- _THE TASK_:
Copy each line of the data that has "RefCell" in it.

[Stored items]

____

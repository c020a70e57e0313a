// Copyright (c) 2025-2026 Adrian Robinson. Licensed under the AGPL-3.0.
// See LICENSE file in the project root for full license text.

//! Correlation context for one execution unit (request, job, command).
//!
//! Every entry written while a unit runs inherits the unit's batch id, tags
//! and attributes. Contexts are unit-local and never shared between
//! concurrent units:
//!
//! - [`scope`] installs a fresh context in tokio task-local storage for the
//!   lifetime of a future. It is released when the future completes, fails,
//!   panics or is dropped mid-flight.
//! - [`sync_scope`] does the same for a synchronous closure using a
//!   thread-local slot and a drop guard.
//! - Outside any scope there is no unit to attach state to. Each call then
//!   sees a throwaway context, so nothing leaks between tasks that happen to
//!   share a worker thread. State set there is discarded immediately.
//!
//! ```
//! use scope_recorder::context::{self, CorrelationContext};
//!
//! let batch = context::sync_scope(|| {
//!     context::add_tag("checkout");
//!     let first = context::batch_id();
//!     assert_eq!(first, context::batch_id());
//!     assert_eq!(CorrelationContext::current().tags(), ["checkout"]);
//!     first
//! });
//! assert!(!batch.is_empty());
//! assert!(CorrelationContext::current().peek_batch_id().is_none());
//! ```

use std::cell::RefCell;
use std::future::Future;

use serde_json::{Map, Value};

tokio::task_local! {
    static TASK_CONTEXT: RefCell<CorrelationContext>;
}

thread_local! {
    static THREAD_CONTEXT: RefCell<Option<CorrelationContext>> = const { RefCell::new(None) };
}

/// State carried by one execution unit.
#[derive(Debug, Clone, Default, PartialEq)]
pub struct CorrelationContext {
    batch_id: Option<String>,
    tags: Vec<String>,
    request_id: Option<String>,
    user_id: Option<String>,
    attributes: Map<String, Value>,
}

impl CorrelationContext {
    pub fn new() -> Self {
        Self::default()
    }

    /// A context whose batch id is already known (e.g. an incoming request id).
    pub fn with_batch_id(batch_id: impl Into<String>) -> Self {
        Self {
            batch_id: Some(batch_id.into()),
            ..Self::default()
        }
    }

    /// Snapshot of the calling unit's context.
    pub fn current() -> Self {
        with_current(|ctx| ctx.clone())
    }

    /// The unit's batch id, generated and memoized on first call.
    pub fn batch_id(&mut self) -> String {
        self.batch_id
            .get_or_insert_with(|| uuid::Uuid::new_v4().to_string())
            .clone()
    }

    /// The batch id if one was generated or preset, without generating one.
    pub fn peek_batch_id(&self) -> Option<&str> {
        self.batch_id.as_deref()
    }

    pub fn set_batch_id(&mut self, batch_id: impl Into<String>) {
        self.batch_id = Some(batch_id.into());
    }

    /// Idempotent: a tag already present is not added twice.
    pub fn add_tag(&mut self, tag: impl Into<String>) {
        let tag = tag.into();
        if !tag.is_empty() && !self.tags.contains(&tag) {
            self.tags.push(tag);
        }
    }

    pub fn add_tags<I, S>(&mut self, tags: I)
    where
        I: IntoIterator<Item = S>,
        S: Into<String>,
    {
        for tag in tags {
            self.add_tag(tag);
        }
    }

    pub fn tags(&self) -> &[String] {
        &self.tags
    }

    pub fn request_id(&self) -> Option<&str> {
        self.request_id.as_deref()
    }

    pub fn set_request_id(&mut self, request_id: impl Into<String>) {
        self.request_id = Some(request_id.into());
    }

    pub fn user_id(&self) -> Option<&str> {
        self.user_id.as_deref()
    }

    pub fn set_user_id(&mut self, user_id: impl Into<String>) {
        self.user_id = Some(user_id.into());
    }

    pub fn set_attribute(&mut self, key: impl Into<String>, value: Value) {
        self.attributes.insert(key.into(), value);
    }

    pub fn attribute(&self, key: &str) -> Option<&Value> {
        self.attributes.get(key)
    }

    /// Fields merged into every entry payload written by this unit.
    ///
    /// Free-form attributes first, then `request_id` and `user_id` when set.
    pub fn payload_fields(&self) -> Map<String, Value> {
        let mut fields = self.attributes.clone();
        if let Some(ref request_id) = self.request_id {
            fields.insert("request_id".into(), Value::String(request_id.clone()));
        }
        if let Some(ref user_id) = self.user_id {
            fields.insert("user_id".into(), Value::String(user_id.clone()));
        }
        fields
    }

    pub fn is_empty(&self) -> bool {
        *self == Self::default()
    }

    /// Drop all state. The next `batch_id()` starts a new batch.
    pub fn clear(&mut self) {
        *self = Self::default();
    }
}

/// True inside [`scope`] or [`sync_scope`].
pub fn in_scope() -> bool {
    TASK_CONTEXT.try_with(|_| ()).is_ok() || THREAD_CONTEXT.with(|cell| cell.borrow().is_some())
}

/// Run `f` against the calling unit's context.
///
/// Resolves the task-local context when inside [`scope`], then the one
/// installed by [`sync_scope`]. Outside both, `f` gets a fresh context that
/// is dropped afterwards. `f` must not call back into this module.
pub fn with_current<R>(f: impl FnOnce(&mut CorrelationContext) -> R) -> R {
    if TASK_CONTEXT.try_with(|_| ()).is_ok() {
        return TASK_CONTEXT.with(|cell| f(&mut cell.borrow_mut()));
    }
    THREAD_CONTEXT.with(|cell| match cell.borrow_mut().as_mut() {
        Some(ctx) => f(ctx),
        None => f(&mut CorrelationContext::new()),
    })
}

/// Batch id of the calling unit.
pub fn batch_id() -> String {
    with_current(CorrelationContext::batch_id)
}

pub fn add_tag(tag: impl Into<String>) {
    let tag = tag.into();
    with_current(|ctx| ctx.add_tag(tag));
}

/// Clear the calling unit's context.
pub fn clear() {
    with_current(CorrelationContext::clear);
}

/// Run `fut` as its own execution unit with a fresh context.
pub async fn scope<F: Future>(fut: F) -> F::Output {
    scope_with(CorrelationContext::new(), fut).await
}

/// Run `fut` as its own execution unit starting from `ctx`.
pub async fn scope_with<F: Future>(ctx: CorrelationContext, fut: F) -> F::Output {
    TASK_CONTEXT.scope(RefCell::new(ctx), fut).await
}

/// Restores the previous thread-local context on drop, including unwinds.
struct ThreadScopeGuard {
    previous: Option<CorrelationContext>,
}

impl Drop for ThreadScopeGuard {
    fn drop(&mut self) {
        let previous = self.previous.take();
        THREAD_CONTEXT.with(|cell| *cell.borrow_mut() = previous);
    }
}

/// Run `f` as its own execution unit on the current thread.
pub fn sync_scope<R>(f: impl FnOnce() -> R) -> R {
    let previous = THREAD_CONTEXT.with(|cell| cell.borrow_mut().replace(CorrelationContext::new()));
    let _guard = ThreadScopeGuard { previous };
    f()
}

____

- _ANSWER SPACE_:
use std::cell::RefCell;
    static TASK_CONTEXT: RefCell<CorrelationContext>;
    static THREAD_CONTEXT: RefCell<Option<CorrelationContext>> = const { RefCell::new(None) };
    TASK_CONTEXT.scope(RefCell::new(ctx), fut).await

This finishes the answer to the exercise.